Sambil sayup saya mendengar aransemen Hans Zimmer untuk film Interstellar.
Membaca buku itu mengingatkan saya bahwa ada banyak orang yang sudah tiada, dan kita masih tetap dapat mengingat perasaan kita terhadap mereka.
Saya belum pernah bertemu Dg Maggading langsung, namun Aba selalu menceritakan tentang beliau, dan betapa Aba selalu hadir pada tiap ceramah atau khutbah beliau. Ketika saya membaca buku tersebut, semakin nyatalah bahwa Aba sesungguhnya telah menjelma cucu ideologis dari Kiai Fathul Muin, kendatipun Ummi merupakan cucu biologisnya.
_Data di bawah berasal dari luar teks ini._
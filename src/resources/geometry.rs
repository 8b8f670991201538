//! Geometry and its GPU buffer chunks.
//!
//! # Chunks
//!
//! A geometry whose data exceeds what a single buffer can address (e.g. more
//! than 65536 vertices with 16-bit indices) is split into several
//! [`BufferChunk`]s. Each chunk carries its own set of attribute buffers and,
//! for indexed geometry, its own index buffer. Most geometries have exactly
//! one chunk.
//!
//! Buffer handles are only meaningful inside the context that created them, so
//! chunks are stored per [`ContextId`]. Uploading is done elsewhere; this type
//! only hands out what was registered with [`Geometry::set_buffer_chunks`].
//!
//! Draw identities are built from the geometry id and its structure version.
//! Re-registering chunks bumps the version, and a clone gets a new id, so a
//! recorded identity never outlives the buffers it was recorded for.

use rustc_hash::FxHashMap;
use smallvec::SmallVec;

use crate::resources::buffer::{AttributeBuffer, IndicesBuffer};
use crate::resources::id::{ContextId, GeometryId};
use crate::resources::version_tracker::ChangeTracker;
use crate::utils::interner::{self, Symbol};

/// One GPU-sized partition of a geometry's vertex and index data.
#[derive(Debug, Clone, Default, PartialEq)]
pub struct BufferChunk {
    /// Named attribute buffers in insertion order.
    attribute_buffers: SmallVec<[(Symbol, AttributeBuffer); 8]>,
    indices_buffer: Option<IndicesBuffer>,
}

impl BufferChunk {
    #[must_use]
    pub fn new() -> Self {
        Self::default()
    }

    /// Adds (or replaces) the attribute buffer called `name`.
    #[must_use]
    pub fn with_attribute(mut self, name: &str, buffer: AttributeBuffer) -> Self {
        self.set_attribute(name, buffer);
        self
    }

    #[must_use]
    pub fn with_indices(mut self, indices: IndicesBuffer) -> Self {
        self.indices_buffer = Some(indices);
        self
    }

    /// Adds (or replaces) the attribute buffer called `name`.
    pub fn set_attribute(&mut self, name: &str, buffer: AttributeBuffer) {
        let name = interner::intern(name);
        if let Some(slot) = self.attribute_buffers.iter_mut().find(|(n, _)| *n == name) {
            slot.1 = buffer;
        } else {
            self.attribute_buffers.push((name, buffer));
        }
    }

    /// Iterates `(name, buffer)` pairs in insertion order.
    pub fn attribute_buffers(&self) -> impl Iterator<Item = (Symbol, &AttributeBuffer)> {
        self.attribute_buffers.iter().map(|(name, buffer)| (*name, buffer))
    }

    #[must_use]
    pub fn attribute(&self, name: &str) -> Option<&AttributeBuffer> {
        let name = interner::get(name)?;
        self.attribute_buffers
            .iter()
            .find(|(n, _)| *n == name)
            .map(|(_, buffer)| buffer)
    }

    #[inline]
    #[must_use]
    pub fn indices_buffer(&self) -> Option<&IndicesBuffer> {
        self.indices_buffer.as_ref()
    }
}

/// Vertex and index data of a drawable shape.
#[derive(Debug)]
pub struct Geometry {
    id: GeometryId,
    pub name: String,
    vertex_count: u32,
    face_count: u32,
    use_face: bool,
    chunks: FxHashMap<ContextId, Vec<BufferChunk>>,
    // Bumped whenever a chunk list is replaced
    structure: ChangeTracker,
}

impl Clone for Geometry {
    /// The clone is a distinct geometry and gets its own id.
    fn clone(&self) -> Self {
        Self {
            id: GeometryId::next(),
            name: self.name.clone(),
            vertex_count: self.vertex_count,
            face_count: self.face_count,
            use_face: self.use_face,
            chunks: self.chunks.clone(),
            structure: ChangeTracker::new(),
        }
    }
}

impl Geometry {
    /// Creates an indexed geometry drawn with `face_count` faces.
    #[must_use]
    pub fn indexed(name: &str, vertex_count: u32, face_count: u32) -> Self {
        Self {
            id: GeometryId::next(),
            name: name.to_string(),
            vertex_count,
            face_count,
            use_face: true,
            chunks: FxHashMap::default(),
            structure: ChangeTracker::new(),
        }
    }

    /// Creates a geometry drawn straight from its vertex stream.
    #[must_use]
    pub fn non_indexed(name: &str, vertex_count: u32) -> Self {
        Self {
            id: GeometryId::next(),
            name: name.to_string(),
            vertex_count,
            face_count: 0,
            use_face: false,
            chunks: FxHashMap::default(),
            structure: ChangeTracker::new(),
        }
    }

    #[inline]
    #[must_use]
    pub fn id(&self) -> GeometryId {
        self.id
    }

    /// Version of the registered chunk lists.
    #[inline]
    #[must_use]
    pub fn structure_version(&self) -> u64 {
        self.structure.version()
    }

    /// Whether the geometry is drawn through index buffers.
    #[inline]
    #[must_use]
    pub fn is_use_face(&self) -> bool {
        self.use_face
    }

    #[inline]
    #[must_use]
    pub fn vertices_number(&self) -> u32 {
        self.vertex_count
    }

    #[inline]
    #[must_use]
    pub fn face_count(&self) -> u32 {
        self.face_count
    }

    /// Registers the chunks uploaded to `context`, replacing previous ones.
    pub fn set_buffer_chunks(&mut self, context: ContextId, chunks: Vec<BufferChunk>) {
        self.chunks.insert(context, chunks);
        self.structure.changed();
    }

    #[must_use]
    pub fn with_buffer_chunks(mut self, context: ContextId, chunks: Vec<BufferChunk>) -> Self {
        self.set_buffer_chunks(context, chunks);
        self
    }

    /// Ordered chunk sequence for `context`. Empty if nothing was uploaded
    /// to that context.
    #[must_use]
    pub fn buffer_chunks(&self, context: ContextId) -> &[BufferChunk] {
        self.chunks.get(&context).map(Vec::as_slice).unwrap_or(&[])
    }
}

#[cfg(test)]
mod tests {
    use super::*;
    use crate::resources::buffer::{AttributeType, BufferHandle};

    #[test]
    fn set_attribute_replaces_same_name() {
        let chunk = BufferChunk::new()
            .with_attribute(
                "position",
                AttributeBuffer::new(BufferHandle(1), AttributeType::Float, 3),
            )
            .with_attribute(
                "position",
                AttributeBuffer::new(BufferHandle(2), AttributeType::Float, 3),
            );

        assert_eq!(chunk.attribute_buffers().count(), 1);
        assert_eq!(chunk.attribute("position").unwrap().buffer, BufferHandle(2));
    }

    #[test]
    fn chunks_are_per_context() {
        let a = ContextId::next();
        let b = ContextId::next();
        let geometry =
            Geometry::indexed("quad", 4, 2).with_buffer_chunks(a, vec![BufferChunk::new()]);

        assert_eq!(geometry.buffer_chunks(a).len(), 1);
        assert!(geometry.buffer_chunks(b).is_empty());
    }

    #[test]
    fn replacing_chunks_bumps_structure_version() {
        let ctx = ContextId::next();
        let mut geometry = Geometry::indexed("quad", 4, 2);
        let before = geometry.structure_version();

        geometry.set_buffer_chunks(ctx, vec![BufferChunk::new()]);
        assert_ne!(geometry.structure_version(), before);
    }

    #[test]
    fn clone_is_a_new_geometry() {
        let ctx = ContextId::next();
        let geometry =
            Geometry::indexed("quad", 4, 2).with_buffer_chunks(ctx, vec![BufferChunk::new()]);
        let copy = geometry.clone();

        assert_ne!(copy.id(), geometry.id());
        assert_eq!(copy.buffer_chunks(ctx).len(), 1);
        assert_eq!(copy.face_count(), geometry.face_count());
    }
}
Semangat Kiai Fathul Muin hidup dalam diri Aba, sebagai murid yang mengalami transformasi pikiran dari pemikiran Kiai Fathul Muin.
Orang yang telah pergi, ternyata masih hidup dalam diri-diri kita dalam bentuk ideologi yang kita yakini.
Dan saya belum menyebut tentang Rasulullah SAW. Apa yang Rasulullah telah hadirkan untuk kita ribuan tahun silam tetap kita jaga.
Namun sebenarnya, apakah yang membuat kita dapat mengadopsi pemikiran orang-orang yang telah pergi? Saya rasa jawabannya cukup jelas: cinta.
Karena itulah benar kata Dr Amelia Brand dalam film Interstellar ketika ia memiliki "perasaan" bahwa mereka harus bertolak ke Planet Edmund. Rasa cinta merupakan hal abstrak yang dapat melintasi berbagai dimensi, kita hidup di ruang tiga dimensi yang amat terbatas, tetapi kita dapat mencintai orang yang tidak kita lihat, kita dapat mencintai bahkan orang yang telah tiada. Peninggalannya tetap hidup di dalam diri kita.
Orang-orang baik telah berlalu, jasadnya telah berbaur dengan tanah, akan tetapi karena kita mencintai mereka, kebaikan mereka tetap kita pelihara, tetap kita teruskan sehingga kebaikan itu tetap hidup.
Pun, karena itu, kelak di dunia yang kekal, kita hanya berkumpul dengan orang yang kita cintai.